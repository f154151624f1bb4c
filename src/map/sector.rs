// src/map/sector.rs

use std::io::{self, Read};
use byteorder::{LE, ReadBytesExt};

use super::read_name8;

/// Flat name that marks a plane as open sky.
pub const SKY_FLAT: &str = "F_SKY1";

/// A sector in classic Doom format (26 bytes).
///
/// ```text
///  0-1    floor_height   i16
///  2-3    ceiling_height i16
///  4-11   floor_tex      [u8; 8]
/// 12-19   ceiling_tex    [u8; 8]
/// 20-21   light          i16
/// 22-23   special        i16
/// 24-25   tag            i16
/// ```
#[derive(Debug, Clone, PartialEq)]
pub struct Sector {
    pub floor_height: i32,
    pub ceiling_height: i32,
    pub floor_tex: String,
    pub ceiling_tex: String,
    pub light: i32,
    pub special: i32,
    pub tag: i32,
}

impl Sector {
    pub fn new(floor_height: i32, ceiling_height: i32, floor_tex: &str, ceiling_tex: &str, light: i32) -> Self {
        Sector {
            floor_height,
            ceiling_height,
            floor_tex: floor_tex.to_uppercase(),
            ceiling_tex: ceiling_tex.to_uppercase(),
            light,
            special: 0,
            tag: 0,
        }
    }

    pub fn from_wad<R: Read>(reader: &mut R) -> io::Result<Self> {
        let floor_height = reader.read_i16::<LE>()? as i32;
        let ceiling_height = reader.read_i16::<LE>()? as i32;
        let floor_tex = read_name8(reader)?;
        let ceiling_tex = read_name8(reader)?;
        let light = reader.read_i16::<LE>()? as i32;
        let special = reader.read_i16::<LE>()? as i32;
        let tag = reader.read_i16::<LE>()? as i32;
        Ok(Sector {
            floor_height,
            ceiling_height,
            floor_tex,
            ceiling_tex,
            light,
            special,
            tag,
        })
    }

    /// Vertical space between floor and ceiling.
    pub fn headroom(&self) -> i32 {
        self.ceiling_height - self.floor_height
    }
}

#[cfg(test)]
mod tests {
    use super::*;
    use std::io::Cursor;

    #[test]
    fn test_from_wad() {
        let mut bytes = Vec::new();
        bytes.extend_from_slice(&0i16.to_le_bytes());
        bytes.extend_from_slice(&128i16.to_le_bytes());
        bytes.extend_from_slice(b"FLOOR4_8");
        bytes.extend_from_slice(b"F_SKY1\0\0");
        bytes.extend_from_slice(&160i16.to_le_bytes());
        bytes.extend_from_slice(&0i16.to_le_bytes());
        bytes.extend_from_slice(&3i16.to_le_bytes());
        let sector = Sector::from_wad(&mut Cursor::new(bytes)).unwrap();
        assert_eq!(sector.headroom(), 128);
        assert_eq!(sector.ceiling_tex, SKY_FLAT);
        assert_eq!(sector.tag, 3);
    }
}
//! Monotonic time source

/// Free-running microsecond clock
///
/// May wrap; the controllers treat a backwards step as a degenerate sample.
pub trait MonotonicClock {
    fn now_us(&self) -> u64;
}

impl<T: MonotonicClock + ?Sized> MonotonicClock for &T {
    fn now_us(&self) -> u64 {
        (**self).now_us()
    }
}

/// `embassy_time::Instant` as the clock
#[cfg(feature = "embassy")]
#[derive(Debug, Clone, Copy, Default)]
pub struct EmbassyClock;

#[cfg(feature = "embassy")]
impl MonotonicClock for EmbassyClock {
    fn now_us(&self) -> u64 {
        embassy_time::Instant::now().as_micros()
    }
}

Instructions to follow - Give the data again in full, exactly.

Answer area -
repository f154151624f1bb4c
filename src/map/sector.rs
// src/map/sector.rs

use std::io::{self, Read};
use byteorder::{LE, ReadBytesExt};

use super::read_name8;

/// Flat name that marks a plane as open sky.
pub const SKY_FLAT: &str = "F_SKY1";

/// A sector in classic Doom format (26 bytes).
///
/// ```text
///  0-1    floor_height   i16
///  2-3    ceiling_height i16
///  4-11   floor_tex      [u8; 8]
/// 12-19   ceiling_tex    [u8; 8]
/// 20-21   light          i16
/// 22-23   special        i16
/// 24-25   tag            i16
/// ```
#[derive(Debug, Clone, PartialEq)]
pub struct Sector {
    pub floor_height: i32,
    pub ceiling_height: i32,
    pub floor_tex: String,
    pub ceiling_tex: String,
    pub light: i32,
    pub special: i32,
    pub tag: i32,
}

impl Sector {
    pub fn new(floor_height: i32, ceiling_height: i32, floor_tex: &str, ceiling_tex: &str, light: i32) -> Self {
        Sector {
            floor_height,
            ceiling_height,
            floor_tex: floor_tex.to_uppercase(),
            ceiling_tex: ceiling_tex.to_uppercase(),
            light,
            special: 0,
            tag: 0,
        }
    }

    pub fn from_wad<R: Read>(reader: &mut R) -> io::Result<Self> {
        let floor_height = reader.read_i16::<LE>()? as i32;
        let ceiling_height = reader.read_i16::<LE>()? as i32;
        let floor_tex = read_name8(reader)?;
        let ceiling_tex = read_name8(reader)?;
        let light = reader.read_i16::<LE>()? as i32;
        let special = reader.read_i16::<LE>()? as i32;
        let tag = reader.read_i16::<LE>()? as i32;
        Ok(Sector {
            floor_height,
            ceiling_height,
            floor_tex,
            ceiling_tex,
            light,
            special,
            tag,
        })
    }

    /// Vertical space between floor and ceiling.
    pub fn headroom(&self) -> i32 {
        self.ceiling_height - self.floor_height
    }
}

#[cfg(test)]
mod tests {
    use super::*;
    use std::io::Cursor;

    #[test]
    fn test_from_wad() {
        let mut bytes = Vec::new();
        bytes.extend_from_slice(&0i16.to_le_bytes());
        bytes.extend_from_slice(&128i16.to_le_bytes());
        bytes.extend_from_slice(b"FLOOR4_8");
        bytes.extend_from_slice(b"F_SKY1\0\0");
        bytes.extend_from_slice(&160i16.to_le_bytes());
        bytes.extend_from_slice(&0i16.to_le_bytes());
        bytes.extend_from_slice(&3i16.to_le_bytes());
        let sector = Sector::from_wad(&mut Cursor::new(bytes)).unwrap();
        assert_eq!(sector.headroom(), 128);
        assert_eq!(sector.ceiling_tex, SKY_FLAT);
        assert_eq!(sector.tag, 3);
    }
}
//! Monotonic time source

/// Free-running microsecond clock
///
/// May wrap; the controllers treat a backwards step as a degenerate sample.
pub trait MonotonicClock {
    fn now_us(&self) -> u64;
}

impl<T: MonotonicClock + ?Sized> MonotonicClock for &T {
    fn now_us(&self) -> u64 {
        (**self).now_us()
    }
}

/// `embassy_time::Instant` as the clock
#[cfg(feature = "embassy")]
#[derive(Debug, Clone, Copy, Default)]
pub struct EmbassyClock;

#[cfg(feature = "embassy")]
impl MonotonicClock for EmbassyClock {
    fn now_us(&self) -> u64 {
        embassy_time::Instant::now().as_micros()
    }
}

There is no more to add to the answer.